Trump and his allies, meanwhile, cast the search as a weaponization of the criminal justice system aimed at damaging him politically as he prepares for another potential White House run.
Judge Reinhart unsealed the warrant that authorized the FBI to search Mar-a-Lago, which details that federal agents were investigating potential violations of three federal laws, including the Espionage Act.
A highly redacted version of the affidavit laying out the FBI's rationale for searching Mar-a-Lago was released.
Department of Justice via AP
The Justice Department responded to Trump's request for a special master in a filing that included new details about the investigation, including an assertion that classified documents were "likely concealed and removed" from a storage room at Mar-a-Lago as part of an effort to obstruct the probe.
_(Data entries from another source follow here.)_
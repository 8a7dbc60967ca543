mod classifier;
mod context;
mod error;
mod generator;
mod outcome;
mod router;
mod task;

pub use classifier::{Classification, TaskClassifier};
pub use context::{AttemptRecord, RunContext};
pub use error::RouterError;
pub use generator::{annotate_with_feedback, SolutionGenerator, REFUSAL_MESSAGE};
pub use outcome::{
    ProcessOutput, RunResult, RunStatus, EMPTY_REQUEST_PROMPT, MAX_ATTEMPTS_MARKER, REFUSED_LOG,
};
pub use router::{Router, MAX_ATTEMPTS};
pub use task::Task;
It included a photograph of some the material found at the club, including cover pages of paperclip-bound documents — some marked as "TOP SECRET//SCI" with bright yellow borders and one marked as "SECRET//SCI" with a rust-colored border — splayed out on a carpet at Mar-a-Lago.
"Terrible the way the FBI, during the Raid of Mar-a-Lago, threw documents haphazardly all over the floor (perhaps pretending it was me that did it!), and then started taking pictures of them for the public to see," Trump responded. "Thought they wanted them kept Secret?"
A sketch of Dearie from a court case in 2013. The Justice Department and former President Donald Trump's legal team have found rare agreement in a potential candidate to serve as the special master tasked with reviewing the documents seized from Mar-a-Lago.